No luck. Her eyes bored into me. “Well?”
“Um, maybe,” I whispered. But then an image of Tessa’s cute face floated through my mind. I smiled. Oops.
“Cool.” Samantha smirked as she ran off to deliver the news.
I slumped back into the cold metal locker. The combination lock dug into my shoulder. My life was over.
I wasn’t sure how this had all happened. I was a short, skinny kid with freckles, an awkward bowl haircut, and scuffed Hush-Puppy shoes. I liked to study. I carried my schoolbooks in a stack cinched together with a rubber book-strap. Other than a brief, lunch-hour-long crush on a 4th grade classmate, girls had never even been on my radar. I was more concerned about catching touchdowns in recess football games and winning the Halloween costume contest than wooing drive-in theater dates.
But Tessa changed that.
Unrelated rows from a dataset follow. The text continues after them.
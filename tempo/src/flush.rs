// Tempo - A coalescing Statsd client for Rust!
//
// Copyright 2026 Tempo Developers
//
// Licensed under the Apache License, Version 2.0 <LICENSE-APACHE or
// http://www.apache.org/licenses/LICENSE-2.0> or the MIT license
// <LICENSE-MIT or http://opensource.org/licenses/MIT>, at your
// option. This file may not be copied, modified, or distributed
// except according to those terms.

use crate::buffer::{BufferedCounter, CounterBuffer};
use crate::encode::encode;
use crate::sinks::MetricSink;
use crate::types::{MetricError, MetricResult};
use crossbeam_channel::{self, select, Sender};
use log::{debug, trace};
use std::sync::{Mutex, PoisonError};
use std::thread::{self, JoinHandle};
use std::time::Duration;

/// Default time between two flushes of buffered counters.
pub const DEFAULT_FLUSH_INTERVAL: Duration = Duration::from_secs(10);

/// Drain `buffer` and write every entry to `sink` as a counter, returning the
/// number of metrics written successfully.
///
/// Errors are logged and otherwise ignored: whoever incremented the counters
/// has already been told the call succeeded.
pub fn flush_buffer(prefix: &str, buffer: &CounterBuffer, sink: &dyn MetricSink) -> usize {
    write_counters(prefix, buffer.drain(), sink)
}

/// Write already drained counters to `sink`, with the same error handling as
/// `flush_buffer`.
pub fn write_counters(prefix: &str, counters: Vec<BufferedCounter>, sink: &dyn MetricSink) -> usize {
    if counters.is_empty() {
        return 0;
    }

    trace!("flushing {} buffered counters", counters.len());
    let mut written = 0;
    for entry in counters {
        let res = encode(prefix, &entry.to_sample()).and_then(|line| sink.emit(&line).map_err(MetricError::from));
        match res {
            Ok(_) => written += 1,
            Err(e) => debug!("unable to flush counter {}: {}", entry.name(), e),
        }
    }

    written
}

/// Background thread that runs a flush function at a fixed interval until it
/// is stopped.
///
/// Once `.stop()` returns the thread has exited, so the flush function will not
/// be run again.
#[derive(Debug)]
pub struct Flusher {
    stop: Sender<()>,
    handle: Mutex<Option<JoinHandle<()>>>,
}

impl Flusher {
    /// Spawn the flushing thread, running `flush` every `interval`.
    ///
    /// # Failures
    ///
    /// Fails with `ErrorKind::IoError` if the thread can't be spawned.
    pub fn start<F>(interval: Duration, flush: F) -> MetricResult<Flusher>
    where
        F: Fn() + Send + 'static,
    {
        let (stop_tx, stop_rx) = crossbeam_channel::bounded::<()>(1);
        let ticker = crossbeam_channel::tick(interval);

        let handle = thread::Builder::new().name("tempo-flush".to_owned()).spawn(move || loop {
            select! {
                recv(ticker) -> _ => flush(),
                recv(stop_rx) -> _ => break,
            }
        })?;

        Ok(Flusher {
            stop: stop_tx,
            handle: Mutex::new(Some(handle)),
        })
    }

    pub fn is_running(&self) -> bool {
        self.handle.lock().unwrap_or_else(PoisonError::into_inner).is_some()
    }

    /// Stop the thread and wait for it to exit. Calling this more than once
    /// has no further effect.
    pub fn stop(&self) {
        let handle = self.handle.lock().unwrap_or_else(PoisonError::into_inner).take();
        if let Some(handle) = handle {
            let _ = self.stop.send(());
            if handle.join().is_err() {
                debug!("flush thread panicked");
            }
        }
    }
}

#[cfg(test)]
mod tests {
    use super::{flush_buffer, Flusher};
    use crate::buffer::CounterBuffer;
    use crate::sinks::{MetricSink, SpyMetricSink};
    use std::io;
    use std::sync::atomic::{AtomicUsize, Ordering};
    use std::sync::Arc;
    use std::thread;
    use std::time::Duration;

    struct FailingSink;

    impl MetricSink for FailingSink {
        fn emit(&self, _metric: &str) -> io::Result<usize> {
            Err(io::Error::new(io::ErrorKind::Other, "no"))
        }
    }

    #[test]
    fn test_flush_buffer_writes_counters() {
        let (rx, sink) = SpyMetricSink::new();
        let buffer = CounterBuffer::new();
        buffer.add("foo", 1, 1.0);
        buffer.add("foo", 1, 1.0);

        assert_eq!(1, flush_buffer("app", &buffer, &sink));
        assert_eq!(b"app.foo:2|c|@1.000000".to_vec(), rx.try_recv().unwrap());
        assert!(buffer.is_empty());
    }

    #[test]
    fn test_flush_buffer_empty_sends_nothing() {
        let (rx, sink) = SpyMetricSink::new();
        let buffer = CounterBuffer::new();

        assert_eq!(0, flush_buffer("app", &buffer, &sink));
        assert!(rx.try_recv().is_err());
    }

    #[test]
    fn test_flush_buffer_errors_swallowed() {
        let buffer = CounterBuffer::new();
        buffer.add("foo", 1, 1.0);
        buffer.add("bar", 1, 1.0);

        assert_eq!(0, flush_buffer("", &buffer, &FailingSink));
        assert!(buffer.is_empty());
    }

    #[test]
    fn test_flusher_emits_on_tick() {
        let (rx, sink) = SpyMetricSink::new();
        let buffer = Arc::new(CounterBuffer::new());
        buffer.add("ticks", 3, 1.0);

        let buffer_ref = Arc::clone(&buffer);
        let flusher = Flusher::start(Duration::from_millis(10), move || {
            flush_buffer("", &buffer_ref, &sink);
        })
        .unwrap();

        let line = rx.recv_timeout(Duration::from_secs(5)).unwrap();
        flusher.stop();
        assert_eq!(b"ticks:3|c|@1.000000".to_vec(), line);
    }

    #[test]
    fn test_flusher_nothing_after_stop() {
        let runs = Arc::new(AtomicUsize::new(0));
        let runs_ref = Arc::clone(&runs);
        let flusher = Flusher::start(Duration::from_millis(5), move || {
            runs_ref.fetch_add(1, Ordering::SeqCst);
        })
        .unwrap();

        thread::sleep(Duration::from_millis(30));
        assert!(flusher.is_running());
        flusher.stop();
        flusher.stop();
        assert!(!flusher.is_running());

        let after_stop = runs.load(Ordering::SeqCst);
        thread::sleep(Duration::from_millis(30));
        assert_eq!(after_stop, runs.load(Ordering::SeqCst));
    }
}
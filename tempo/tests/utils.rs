use std::sync::Arc;
use std::thread;
use std::time::Duration;
use tempo::{MetricSample, StatsdClient};

pub const NUM_THREADS: u64 = 10;
pub const NUM_ITERATIONS: u64 = 100;

#[allow(dead_code)]
pub fn run_arc_threaded_test(client: StatsdClient, num_threads: u64, iterations: u64) {
    let shared_client = Arc::new(client);

    let threads: Vec<_> = (0..num_threads)
        .map(|_| {
            let local_client = Arc::clone(&shared_client);

            thread::spawn(move || {
                for i in 0..iterations {
                    let i = i as i64;
                    local_client.incr("some.counter", i + 1).unwrap();
                    local_client.decr("some.counter", i + 1).unwrap();
                    local_client.timing("some.timer", Duration::from_millis(i as u64)).unwrap();
                    local_client.gauge("some.gauge", i).unwrap();
                    local_client.fgauge("some.gauge", i as f64 / 2.0).unwrap();
                    local_client.submit(MetricSample::gauge("some.queued", i, 1.0)).unwrap();
                    thread::sleep(Duration::from_millis(1));
                }
            })
        })
        .collect();

    for t in threads {
        t.join().unwrap();
    }

    shared_client.close().unwrap();
}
Not that I had anything to do with it, mind you. It took her genius best friend to do the math.
“You and Tessa are both short,” Samantha had said a week earlier just before homeroom.
“Yeah, so,” I replied, poised to flick a paper football toward my friend Rusty, whose arms were raised like goalposts at the opposite end of our table. Whoever hit the next field goal would win the game.
“So, you guys should, like, get married.”
“Whatever.” I missed the field goal and slumped back in my chair. Rusty ran across the room to retrieve the football.
“So, do you like her?” Samantha persisted, leaning so close that I could smell her raspberry lip-gloss.
I raised my hands for Rusty and replied directly from the 6th grade social rulebook. “Just as a friend.”
The bell rang. Rusty flicked the football straight over my head, winning the game. Samantha turned back as she walked away. “You should think about it. You guys are perfect for each other.”
I opened my Trapper-Keeper™ binder to find my spelling homework. That’s insane, I thought. How could being short foretell a happy union?
That afternoon, however, I realized that Samantha was at least right about one thing. As opposed to her lofty best friend, Tessa and I glided by each other at eye-level, a rarity indeed. And our similarities didn’t end there either.
We both had blue eyes. We both had freckles. We both liked math.
The crush caught me like a surfboard in a wave. Before I knew it, I was stealing glances at Tessa during reading period and purposely passing near her desk if I had to sharpen my pencil. Soon, my heart fluttered whenever she came into the room. I lost track of my homework. I began noticing things. Things like how her right cheek blushed slightly when she ran; that she preferred horses to teddy bears; that her favorite song was “We Got the Beat” by the Go-Go’s. As the crush deepened, I became increasingly shyer. Within a few days, I couldn’t even say “Hi” to Tessa without feeling like my kidneys were in my throat.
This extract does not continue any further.